Index patterns for Querying nested collection

Versions (relevant - OpenSearch/Dashboard/Server OS/Browser):
2.6.0

Describe the issue:
I’m querying nested collections as described in the documentation:

I figured out that the query only works, when the array is of “nested” type. Now I would like to use index pattern, e.g

SELECT e.name AS employeeName,
       p.name AS projectName
FROM employees_nested* AS e,
       e.projects AS p
WHERE p.name LIKE '%security%'

but I get an error saying such indexes do not exist. There are multiple indexes fulfilling that pattern however.

Using simple query works:
SELECT * FROM employees_nested*

How do I define index pattern for nested collection queries?

Hey @PeterS

Have tyou tried to use the mappings tab in your Index that was created then use JSON Editor?

Hi!

Wildcards in index names and JOINs are not completely supported. This works in simple queries only. Try this:

SELECT e.name AS employeeName,
       e.projects.name AS projectName
FROM `employees_nested_exact_index_name_here` AS e
WHERE e.projects.name LIKE '%security%'

Nested field support is in development right now.

Regards,
Yury

1 Like

I use mapping to define nested type for project fields. What do you mean?

I would like to use * notation in sql queries for index names.

Thank you for confirming it.

Exact name works as expected. Also that example from the documentation uses exact index name.

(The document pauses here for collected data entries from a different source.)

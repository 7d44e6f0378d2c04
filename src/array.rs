//! Thin helpers over [`ndarray::ArrayD`], the numeric payload of every node.
//!
//! The autograd core never looks inside a tensor. It needs constructors, shape
//! checks and the broadcast/reduce pair that keeps gradients shaped like the
//! operands they belong to.

use ndarray::{ArrayD, Axis, IxDyn};
use rand::distributions::Uniform;
use rand::Rng;
use rand_distr::Normal;

use crate::error::{AutogradError, Result};

/// The tensor value carried by every node.
pub type Array = ArrayD<f32>;

pub fn zeros(shape: &[usize]) -> Array {
    ArrayD::zeros(IxDyn(shape))
}

pub fn ones(shape: &[usize]) -> Array {
    ArrayD::ones(IxDyn(shape))
}

pub fn full(shape: &[usize], value: f32) -> Array {
    ArrayD::from_elem(IxDyn(shape), value)
}

/// A rank-0 tensor holding `value`.
pub fn scalar(value: f32) -> Array {
    ArrayD::from_elem(IxDyn(&[]), value)
}

/// Builds a tensor from a row-major buffer.
///
/// Fails when `data.len()` differs from the product of `shape`.
pub fn from_shape_vec(shape: &[usize], data: Vec<f32>) -> Result<Array> {
    let expected: usize = shape.iter().product();
    if expected != data.len() {
        return Err(AutogradError::InvalidValue(format!(
            "buffer of {} elements does not fill shape {:?} ({} elements)",
            data.len(),
            shape,
            expected
        )));
    }
    ArrayD::from_shape_vec(IxDyn(shape), data)
        .map_err(|e| AutogradError::InvalidValue(e.to_string()))
}

/// Samples every element from `U[low, high)`.
pub fn uniform<R: Rng + ?Sized>(shape: &[usize], low: f32, high: f32, rng: &mut R) -> Result<Array> {
    if !(low < high) {
        return Err(AutogradError::InvalidValue(format!(
            "uniform range [{low}, {high}) is empty"
        )));
    }
    if !(high - low).is_finite() {
        return Err(AutogradError::InvalidValue(format!(
            "uniform range [{low}, {high}) is not finite"
        )));
    }
    let dist = Uniform::new(low, high);
    Ok(ArrayD::from_shape_simple_fn(IxDyn(shape), || rng.sample(dist)))
}

/// Samples every element from `N(mean, std^2)`.
pub fn normal<R: Rng + ?Sized>(shape: &[usize], mean: f32, std: f32, rng: &mut R) -> Result<Array> {
    let dist = Normal::new(mean, std)
        .map_err(|e| AutogradError::InvalidValue(format!("normal(mean={mean}, std={std}): {e}")))?;
    Ok(ArrayD::from_shape_simple_fn(IxDyn(shape), || rng.sample(dist)))
}

/// Right-aligned broadcast of two shapes.
pub fn broadcast_shape(a: &[usize], b: &[usize]) -> Result<Vec<usize>> {
    let ndim = a.len().max(b.len());
    let mut out = vec![1usize; ndim];
    for (i, slot) in out.iter_mut().enumerate() {
        // Index from the right; missing leading dims behave like 1.
        let da = dim_from_right(a, ndim - 1 - i);
        let db = dim_from_right(b, ndim - 1 - i);
        *slot = match (da, db) {
            (x, y) if x == y => x,
            (1, y) => y,
            (x, 1) => x,
            _ => {
                return Err(AutogradError::BroadcastIncompatible {
                    lhs: a.to_vec(),
                    rhs: b.to_vec(),
                })
            }
        };
    }
    Ok(out)
}

fn dim_from_right(shape: &[usize], offset: usize) -> usize {
    if offset < shape.len() {
        shape[shape.len() - 1 - offset]
    } else {
        1
    }
}

/// Whether a tensor of shape `from` can be broadcast to exactly `to`.
pub fn is_broadcastable(from: &[usize], to: &[usize]) -> bool {
    matches!(broadcast_shape(to, from), Ok(s) if s == to)
}

/// Sums `grad` over the axes that were broadcast to produce it, so that the
/// result has exactly `target_shape`.
///
/// `target_shape` must broadcast to `grad.shape()`; operators only call this
/// with the shapes they saw in `forward`.
pub fn reduce_grad_to_shape(grad: &Array, target_shape: &[usize]) -> Array {
    if grad.shape() == target_shape {
        return grad.clone();
    }

    let mut res = grad.clone();
    // Leading axes that did not exist in the operand.
    while res.ndim() > target_shape.len() {
        res = res.sum_axis(Axis(0));
    }
    while res.ndim() < target_shape.len() {
        res.insert_axis_inplace(Axis(0));
    }
    for (axis, &dim) in target_shape.iter().enumerate() {
        if dim == 1 && res.shape()[axis] != 1 {
            res = res.sum_axis(Axis(axis)).insert_axis(Axis(axis));
        }
    }
    debug_assert_eq!(res.shape(), target_shape);
    res
}

/// Materialises `a` broadcast to `shape`.
pub fn broadcast_to(a: &Array, shape: &[usize]) -> Result<Array> {
    a.broadcast(IxDyn(shape))
        .map(|v| v.to_owned())
        .ok_or_else(|| AutogradError::Broadcast {
            from: a.shape().to_vec(),
            to: shape.to_vec(),
        })
}

/// Row-major reshape into a freshly owned tensor.
pub fn reshape(a: &Array, shape: &[usize]) -> Result<Array> {
    let numel: usize = shape.iter().product();
    if numel != a.len() {
        return Err(AutogradError::Shape {
            op: "reshape",
            why: format!("cannot reshape {:?} into {:?}", a.shape(), shape),
        });
    }
    a.to_shape(IxDyn(shape))
        .map(|c| c.into_owned())
        .map_err(|e| AutogradError::Shape {
            op: "reshape",
            why: e.to_string(),
        })
}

However, our indexes have date suffix. E.g. employees_nested_2023_04_13 hence the wildcard * need.

I see.
I did a test to confirm that wildcard in index name works there. The main obstacle in your query is a self join defined by

employees_nested* AS e,
       e.projects AS p

Can you try this query?

SELECT e.name AS employeeName,
       e.projects.name AS projectName
FROM employees_nested* AS e
WHERE e.projects.name LIKE '%security%'

You query passes but does not return any data:

{
  "schema": [
    {
      "name": "name",
      "alias": "employeeName",
      "type": "text"
    },
    {
      "name": "projects.name",
      "alias": "projectName",
      "type": "text"
    }
  ],
  "datarows": [],
  "total": 0,
  "size": 0,
  "status": 200
}

It seem that self joining is vital for accessing array data.

Hi @PeterS,

Do you know if your data has arrays of objects within a record? For example,
array of objects: "projects": [{"name":"project1"}, {"name":"project2"}]
and
array of values: "projects": {"name":["project1","project2"]}

@yuryf-bq’s query in Index patterns for Querying nested collection - #6 by yuryf-bq seems to work with 2.6. However, there is a bug regarding arrays in objects that is critical. You need to ensure that you do not query fields where values may be arrays while waiting for nested to be fully implemented in V2.

Could you provide mappings and/or sample data for more context?

Yes, we index documents that has arrays of objects, even arrays in arrays. E.g.

{
  field_0A: ...,
  field_0B: ...,
  level1Array: [{
     field_1A: ...,
     field_1B: ...,
     ...,
     level2Array: [{
        field_2A: ...,
        field_2B: ...,
        ...
     }]
  ]
}

All arrays are of nested type to avoid array fields flattering.

I need to un-nest array fields in queries to be able to search by array object’s fields:

SELECT  ... FROM 
  parent* AS p,
  p.level1Array AS l1
WHERE    l1.field_1A = 'foo'

I’ll wait for nested to be fully implemented in V2.

1 Like

This topic was automatically closed 60 days after the last reply. New replies are no longer allowed.